(Task inputs begins)
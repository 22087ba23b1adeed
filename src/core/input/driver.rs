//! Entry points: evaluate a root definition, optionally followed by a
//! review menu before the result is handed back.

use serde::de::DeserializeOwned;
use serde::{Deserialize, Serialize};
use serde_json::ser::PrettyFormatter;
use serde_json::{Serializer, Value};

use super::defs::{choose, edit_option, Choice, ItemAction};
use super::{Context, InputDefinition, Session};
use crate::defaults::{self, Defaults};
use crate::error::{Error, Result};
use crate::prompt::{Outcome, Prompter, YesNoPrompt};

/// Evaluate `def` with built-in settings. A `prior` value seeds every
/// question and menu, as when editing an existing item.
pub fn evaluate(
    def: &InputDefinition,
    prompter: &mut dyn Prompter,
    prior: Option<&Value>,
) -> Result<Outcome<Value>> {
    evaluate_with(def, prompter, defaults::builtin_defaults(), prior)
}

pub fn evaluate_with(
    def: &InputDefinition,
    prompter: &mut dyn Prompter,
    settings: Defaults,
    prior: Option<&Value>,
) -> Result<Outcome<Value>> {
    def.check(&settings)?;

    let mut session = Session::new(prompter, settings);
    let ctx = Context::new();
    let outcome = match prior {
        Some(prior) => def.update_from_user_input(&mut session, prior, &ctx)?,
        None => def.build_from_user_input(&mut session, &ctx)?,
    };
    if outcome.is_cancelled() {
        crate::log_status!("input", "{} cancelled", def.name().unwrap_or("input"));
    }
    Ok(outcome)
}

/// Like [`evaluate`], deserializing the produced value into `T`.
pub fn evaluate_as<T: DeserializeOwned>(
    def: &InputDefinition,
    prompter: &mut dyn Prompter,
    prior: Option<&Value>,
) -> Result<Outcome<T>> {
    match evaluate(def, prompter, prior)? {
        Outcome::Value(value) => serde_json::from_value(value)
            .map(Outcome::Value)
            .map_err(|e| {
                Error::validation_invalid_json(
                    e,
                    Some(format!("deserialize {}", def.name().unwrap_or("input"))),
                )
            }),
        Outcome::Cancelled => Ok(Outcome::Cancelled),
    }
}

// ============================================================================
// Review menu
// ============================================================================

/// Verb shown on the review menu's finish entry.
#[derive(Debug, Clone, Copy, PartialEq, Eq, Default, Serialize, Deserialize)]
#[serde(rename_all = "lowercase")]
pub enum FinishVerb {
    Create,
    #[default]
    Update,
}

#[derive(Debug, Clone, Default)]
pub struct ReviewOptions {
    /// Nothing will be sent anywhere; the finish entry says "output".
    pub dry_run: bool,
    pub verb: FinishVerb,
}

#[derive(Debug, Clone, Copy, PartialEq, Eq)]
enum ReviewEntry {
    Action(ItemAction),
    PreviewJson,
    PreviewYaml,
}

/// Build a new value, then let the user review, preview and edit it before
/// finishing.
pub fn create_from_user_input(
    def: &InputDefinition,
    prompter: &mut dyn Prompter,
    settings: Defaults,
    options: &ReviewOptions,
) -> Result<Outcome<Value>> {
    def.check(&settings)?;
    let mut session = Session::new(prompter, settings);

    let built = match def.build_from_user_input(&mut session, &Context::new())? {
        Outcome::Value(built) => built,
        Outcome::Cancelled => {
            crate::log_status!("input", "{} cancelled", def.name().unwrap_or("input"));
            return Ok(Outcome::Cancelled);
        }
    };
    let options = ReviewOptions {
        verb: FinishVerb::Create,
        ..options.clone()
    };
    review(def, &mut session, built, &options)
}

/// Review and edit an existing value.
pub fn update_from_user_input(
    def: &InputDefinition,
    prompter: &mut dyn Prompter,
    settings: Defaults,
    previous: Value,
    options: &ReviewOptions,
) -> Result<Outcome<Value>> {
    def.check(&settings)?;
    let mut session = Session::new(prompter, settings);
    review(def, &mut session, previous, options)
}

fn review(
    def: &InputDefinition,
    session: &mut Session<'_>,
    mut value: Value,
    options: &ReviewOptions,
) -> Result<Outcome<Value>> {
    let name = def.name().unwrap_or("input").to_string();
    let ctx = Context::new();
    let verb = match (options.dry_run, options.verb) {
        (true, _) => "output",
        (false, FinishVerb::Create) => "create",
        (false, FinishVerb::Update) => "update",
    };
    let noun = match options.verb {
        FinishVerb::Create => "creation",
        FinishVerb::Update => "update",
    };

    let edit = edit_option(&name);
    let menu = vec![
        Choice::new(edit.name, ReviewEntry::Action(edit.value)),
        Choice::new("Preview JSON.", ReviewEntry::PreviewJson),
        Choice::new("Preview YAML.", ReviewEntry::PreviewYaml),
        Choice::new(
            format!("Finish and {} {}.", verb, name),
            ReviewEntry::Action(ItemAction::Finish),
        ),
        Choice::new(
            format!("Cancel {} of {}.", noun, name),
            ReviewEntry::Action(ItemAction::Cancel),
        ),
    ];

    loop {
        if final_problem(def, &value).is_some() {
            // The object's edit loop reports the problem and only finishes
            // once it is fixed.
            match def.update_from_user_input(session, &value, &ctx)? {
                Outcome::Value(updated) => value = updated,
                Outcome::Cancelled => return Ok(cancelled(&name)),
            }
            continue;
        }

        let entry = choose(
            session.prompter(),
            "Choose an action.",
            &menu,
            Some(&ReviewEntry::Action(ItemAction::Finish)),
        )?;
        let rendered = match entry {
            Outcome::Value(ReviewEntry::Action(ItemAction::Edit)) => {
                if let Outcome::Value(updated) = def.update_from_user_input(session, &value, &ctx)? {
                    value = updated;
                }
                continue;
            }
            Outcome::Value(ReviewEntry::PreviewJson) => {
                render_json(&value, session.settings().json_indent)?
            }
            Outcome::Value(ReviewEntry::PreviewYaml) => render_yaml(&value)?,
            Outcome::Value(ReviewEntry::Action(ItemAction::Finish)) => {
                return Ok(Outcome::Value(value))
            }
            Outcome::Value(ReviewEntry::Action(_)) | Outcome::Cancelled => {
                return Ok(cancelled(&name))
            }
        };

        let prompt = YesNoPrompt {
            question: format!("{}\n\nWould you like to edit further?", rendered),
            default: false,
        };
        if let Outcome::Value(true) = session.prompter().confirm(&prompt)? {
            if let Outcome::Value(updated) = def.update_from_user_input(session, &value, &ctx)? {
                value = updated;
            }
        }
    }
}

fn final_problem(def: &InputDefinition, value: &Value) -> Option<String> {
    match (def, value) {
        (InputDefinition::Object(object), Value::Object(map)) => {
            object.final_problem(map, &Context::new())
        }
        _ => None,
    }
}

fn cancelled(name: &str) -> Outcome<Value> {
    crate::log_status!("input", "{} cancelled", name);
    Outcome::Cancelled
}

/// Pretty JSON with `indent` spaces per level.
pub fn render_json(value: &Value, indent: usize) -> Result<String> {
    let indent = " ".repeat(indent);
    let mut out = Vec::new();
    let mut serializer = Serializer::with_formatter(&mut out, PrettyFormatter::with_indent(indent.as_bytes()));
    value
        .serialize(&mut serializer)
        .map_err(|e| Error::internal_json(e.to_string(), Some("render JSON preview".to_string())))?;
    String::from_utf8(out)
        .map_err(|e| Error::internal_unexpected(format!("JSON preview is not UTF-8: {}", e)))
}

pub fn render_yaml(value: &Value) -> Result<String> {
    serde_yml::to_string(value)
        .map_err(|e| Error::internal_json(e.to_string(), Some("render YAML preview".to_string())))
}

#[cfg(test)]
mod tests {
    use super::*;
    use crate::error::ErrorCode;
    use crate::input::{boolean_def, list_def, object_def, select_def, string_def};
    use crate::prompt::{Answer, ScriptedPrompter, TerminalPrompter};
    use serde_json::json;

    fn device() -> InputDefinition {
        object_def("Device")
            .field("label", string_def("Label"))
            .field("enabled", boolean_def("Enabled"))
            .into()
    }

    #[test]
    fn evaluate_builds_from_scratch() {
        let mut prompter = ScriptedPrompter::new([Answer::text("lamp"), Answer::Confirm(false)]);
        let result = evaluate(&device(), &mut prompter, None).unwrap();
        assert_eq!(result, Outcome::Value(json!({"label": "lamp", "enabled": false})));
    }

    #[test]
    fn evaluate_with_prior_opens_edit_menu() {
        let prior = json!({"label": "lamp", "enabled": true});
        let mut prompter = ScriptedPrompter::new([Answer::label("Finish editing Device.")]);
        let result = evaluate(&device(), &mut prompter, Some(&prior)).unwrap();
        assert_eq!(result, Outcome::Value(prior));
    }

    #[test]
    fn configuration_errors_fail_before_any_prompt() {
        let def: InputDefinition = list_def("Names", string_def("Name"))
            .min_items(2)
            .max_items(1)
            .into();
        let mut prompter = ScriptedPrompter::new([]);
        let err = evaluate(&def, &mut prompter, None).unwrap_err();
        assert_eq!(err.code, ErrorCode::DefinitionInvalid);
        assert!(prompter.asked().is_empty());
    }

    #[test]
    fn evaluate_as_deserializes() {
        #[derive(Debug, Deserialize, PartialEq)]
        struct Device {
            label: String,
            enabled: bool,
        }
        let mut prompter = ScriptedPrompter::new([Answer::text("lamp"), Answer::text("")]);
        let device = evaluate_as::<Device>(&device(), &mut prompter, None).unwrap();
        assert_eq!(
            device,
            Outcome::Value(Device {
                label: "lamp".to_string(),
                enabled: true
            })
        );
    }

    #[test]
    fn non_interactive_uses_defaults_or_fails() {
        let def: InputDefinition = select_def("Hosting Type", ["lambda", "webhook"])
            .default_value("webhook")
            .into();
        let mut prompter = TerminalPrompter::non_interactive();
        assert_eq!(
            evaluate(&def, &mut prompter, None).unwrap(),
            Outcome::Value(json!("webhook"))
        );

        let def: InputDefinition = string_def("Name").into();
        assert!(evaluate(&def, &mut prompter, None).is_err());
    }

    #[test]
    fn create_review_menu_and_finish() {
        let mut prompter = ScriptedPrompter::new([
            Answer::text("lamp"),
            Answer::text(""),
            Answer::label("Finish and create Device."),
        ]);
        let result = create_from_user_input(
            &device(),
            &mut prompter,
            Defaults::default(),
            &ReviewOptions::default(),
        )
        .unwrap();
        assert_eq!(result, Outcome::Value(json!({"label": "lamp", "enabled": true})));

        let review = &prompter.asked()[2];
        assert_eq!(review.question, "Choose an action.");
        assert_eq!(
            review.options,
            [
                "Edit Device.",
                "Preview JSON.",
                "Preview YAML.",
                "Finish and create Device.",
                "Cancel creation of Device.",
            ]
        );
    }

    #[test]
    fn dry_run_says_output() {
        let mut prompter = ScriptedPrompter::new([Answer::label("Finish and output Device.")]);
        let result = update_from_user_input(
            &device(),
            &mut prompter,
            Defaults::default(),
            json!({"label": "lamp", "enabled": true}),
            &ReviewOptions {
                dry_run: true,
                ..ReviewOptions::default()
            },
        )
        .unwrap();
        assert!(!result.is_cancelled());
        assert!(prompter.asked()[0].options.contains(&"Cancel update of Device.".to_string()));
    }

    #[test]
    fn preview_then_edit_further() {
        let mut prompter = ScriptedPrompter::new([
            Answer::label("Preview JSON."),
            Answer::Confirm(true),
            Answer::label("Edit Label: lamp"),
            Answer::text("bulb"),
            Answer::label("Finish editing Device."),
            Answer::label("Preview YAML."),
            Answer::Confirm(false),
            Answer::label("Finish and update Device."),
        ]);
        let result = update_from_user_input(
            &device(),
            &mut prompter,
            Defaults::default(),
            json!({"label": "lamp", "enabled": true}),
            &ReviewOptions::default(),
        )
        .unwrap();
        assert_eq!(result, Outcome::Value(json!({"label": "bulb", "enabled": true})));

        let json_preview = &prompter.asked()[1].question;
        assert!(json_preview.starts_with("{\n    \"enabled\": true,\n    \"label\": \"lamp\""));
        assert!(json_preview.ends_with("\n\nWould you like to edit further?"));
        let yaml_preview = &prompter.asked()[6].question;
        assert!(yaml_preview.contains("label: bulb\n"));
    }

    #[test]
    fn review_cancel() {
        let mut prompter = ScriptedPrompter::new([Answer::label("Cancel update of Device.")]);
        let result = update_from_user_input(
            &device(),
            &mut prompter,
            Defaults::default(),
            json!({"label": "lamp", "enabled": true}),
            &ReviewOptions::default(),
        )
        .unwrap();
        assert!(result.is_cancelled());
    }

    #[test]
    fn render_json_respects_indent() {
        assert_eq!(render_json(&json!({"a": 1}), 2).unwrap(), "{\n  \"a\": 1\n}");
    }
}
(Task inputs ends)
### Aim of the task:
What do the lines above say from the one containing "spaces per level." down to the one containing "assert_eq!(result, Outcome::Value(prior));"? Return them exactly, both end lines included, and only them.

### Answer to the problem:
/// Pretty JSON with `indent` spaces per level.
pub fn render_json(value: &Value, indent: usize) -> Result<String> {
    let indent = " ".repeat(indent);
    let mut out = Vec::new();
    let mut serializer = Serializer::with_formatter(&mut out, PrettyFormatter::with_indent(indent.as_bytes()));
    value
        .serialize(&mut serializer)
        .map_err(|e| Error::internal_json(e.to_string(), Some("render JSON preview".to_string())))?;
    String::from_utf8(out)
        .map_err(|e| Error::internal_unexpected(format!("JSON preview is not UTF-8: {}", e)))
}

pub fn render_yaml(value: &Value) -> Result<String> {
    serde_yml::to_string(value)
        .map_err(|e| Error::internal_json(e.to_string(), Some("render YAML preview".to_string())))
}

#[cfg(test)]
mod tests {
    use super::*;
    use crate::error::ErrorCode;
    use crate::input::{boolean_def, list_def, object_def, select_def, string_def};
    use crate::prompt::{Answer, ScriptedPrompter, TerminalPrompter};
    use serde_json::json;

    fn device() -> InputDefinition {
        object_def("Device")
            .field("label", string_def("Label"))
            .field("enabled", boolean_def("Enabled"))
            .into()
    }

    #[test]
    fn evaluate_builds_from_scratch() {
        let mut prompter = ScriptedPrompter::new([Answer::text("lamp"), Answer::Confirm(false)]);
        let result = evaluate(&device(), &mut prompter, None).unwrap();
        assert_eq!(result, Outcome::Value(json!({"label": "lamp", "enabled": false})));
    }

    #[test]
    fn evaluate_with_prior_opens_edit_menu() {
        let prior = json!({"label": "lamp", "enabled": true});
        let mut prompter = ScriptedPrompter::new([Answer::label("Finish editing Device.")]);
        let result = evaluate(&device(), &mut prompter, Some(&prior)).unwrap();
        assert_eq!(result, Outcome::Value(prior));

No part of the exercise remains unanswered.